La marée noire dans le golfe du Mexique et, dans un autre registre, le raid sanglant mené par la marine israélienne contre une flottille d'aide internationale au large de Gaza la semaine dernière, ont provoqué une vague de réactions outrées sur la Toile. Une déferlante qui met à mal les stratégies classiques de communication des grandes entreprises et des gouvernements en temps de crise. Les grands gourous de la com’, quant à eux, sont confrontés à de nouvelles chausse-trapes qu’ils n’évitent pas toujours.
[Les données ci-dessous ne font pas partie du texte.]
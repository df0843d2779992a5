//! Shared test helpers: a scriptable engine double and service fixtures.

// unwrap/expect are acceptable in test support for concise failure-on-error
#![allow(clippy::unwrap_used, clippy::expect_used)]

use crate::engine::MediaEngine;
use crate::error::{Error, Result};
use crate::types::FetchPlan;
use async_trait::async_trait;
use std::path::Path;
use std::sync::Arc;
use std::sync::atomic::{AtomicUsize, Ordering};

/// What the scripted engine should do when invoked.
enum Script {
    /// Write `{title}_{job_id}.{ext}` under the plan's directory
    Produce { title: String, ext: String },
    /// Succeed without writing anything
    WriteNothing,
    /// Fail with the given message
    Fail { message: String },
}

/// Engine double that follows a fixed script instead of shelling out.
pub(crate) struct ScriptedEngine {
    script: Script,
    calls: AtomicUsize,
}

impl ScriptedEngine {
    /// Engine that "downloads" a file with the given title and extension.
    pub(crate) fn succeeding(title: &str, ext: &str) -> Self {
        Self {
            script: Script::Produce {
                title: title.to_string(),
                ext: ext.to_string(),
            },
            calls: AtomicUsize::new(0),
        }
    }

    /// Engine that exits successfully without producing output.
    pub(crate) fn writing_nothing() -> Self {
        Self {
            script: Script::WriteNothing,
            calls: AtomicUsize::new(0),
        }
    }

    /// Engine that fails every job with the given message.
    pub(crate) fn failing(message: &str) -> Self {
        Self {
            script: Script::Fail {
                message: message.to_string(),
            },
            calls: AtomicUsize::new(0),
        }
    }

    /// Number of times fetch() has been invoked.
    pub(crate) fn call_count(&self) -> usize {
        self.calls.load(Ordering::SeqCst)
    }
}

#[async_trait]
impl MediaEngine for ScriptedEngine {
    async fn fetch(&self, _source_url: &str, plan: &FetchPlan) -> Result<()> {
        self.calls.fetch_add(1, Ordering::SeqCst);

        match &self.script {
            Script::Produce { title, ext } => {
                // Expand the template the way the real engine would
                let dir = Path::new(&plan.output_template)
                    .parent()
                    .map(Path::to_path_buf)
                    .unwrap_or_default();
                let name = format!("{title}_{}.{ext}", plan.job_id);
                tokio::fs::write(dir.join(name), b"media bytes").await?;
                Ok(())
            }
            Script::WriteNothing => Ok(()),
            Script::Fail { message } => Err(Error::Engine(message.clone())),
        }
    }

    fn name(&self) -> &'static str {
        "scripted"
    }
}

/// Build a router plus config backed by a temp storage dir and the given
/// engine, for oneshot-style API tests. `configure` can override config
/// fields before the router is built.
pub(crate) fn create_test_router_with(
    engine: Arc<ScriptedEngine>,
    configure: impl FnOnce(&mut crate::Config),
) -> (axum::Router, tempfile::TempDir, Arc<crate::Config>) {
    let temp_dir = tempfile::tempdir().unwrap();

    let mut config = crate::Config::default();
    config.download.download_dir = temp_dir.path().join("downloads");
    config.download.public_base_url = "/downloads/".to_string();
    // A file that exists stands in for the ffmpeg binary
    config.tools.ffmpeg_path = temp_dir.path().join("ffmpeg");
    std::fs::create_dir_all(&config.download.download_dir).unwrap();
    std::fs::write(&config.tools.ffmpeg_path, b"").unwrap();

    configure(&mut config);

    let config = Arc::new(config);
    let orchestrator = Arc::new(crate::DownloadOrchestrator::new(config.clone(), engine));
    let router = crate::api::create_router(orchestrator, config.clone());

    (router, temp_dir, config)
}

/// Shorthand for [`create_test_router_with`] and an untouched config.
pub(crate) fn create_test_router(
    engine: Arc<ScriptedEngine>,
) -> (axum::Router, tempfile::TempDir, Arc<crate::Config>) {
    create_test_router_with(engine, |_| {})
}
Tel est le cas de BP, par exemple. Englué dans la marée noire et attaqué de toute part sur le Net, le géant pétrolier a décidé, mardi, d’acheter plusieurs mots-clés sur Google pour améliorer sa visibilité en ligne. "C’est plutôt stupide comme initiative et BP doit s’attendre à un effet boomerang", juge Khalid Aziz. Une opinion partagée par Didier Heiderich, président de l’Observatoire international des crises en France et auteur de l'ouvrage "Rumeurs sur l’Internet". "Cette initative donne l’impression que BP veut saturer le Net avec son message et souligne que le groupe a des moyens que l’internaute lambda n’a pas", analyse celui-ci. Une bonne communication de crise sur les réseaux passe plutôt par une prise en compte de la culture Internet et de ce que Didier Heiderich appelle la "déhiérarchisation". En clair, sur la Toile, tout le monde est égal et gare à celui qui se présente comme supérieur.
Tentations
"Il y a un principe de base sur Internet : c’est l’intégrité de la communication", poursuit Heiderich. Une intégrité qui se traduit par un mélange d’honnêteté dans la présentation des faits et de respect des internautes, même - et surtout - quand ils attaquent la société ou la structure en crise. "Il faut se cantonner aux faits et les mettre à jour le plus souvent possible", renchérit Khalid Aziz. D’où la nécessité d’une présence sur les réseaux sociaux et de la mise en place d’une équipe dédiée à cette tâche. "Jusqu’à ce que BP succombe à la tentation d’acheter des mots-clés, le groupe avait plutôt bien géré sa présence en ligne", assure Didier Heiderich.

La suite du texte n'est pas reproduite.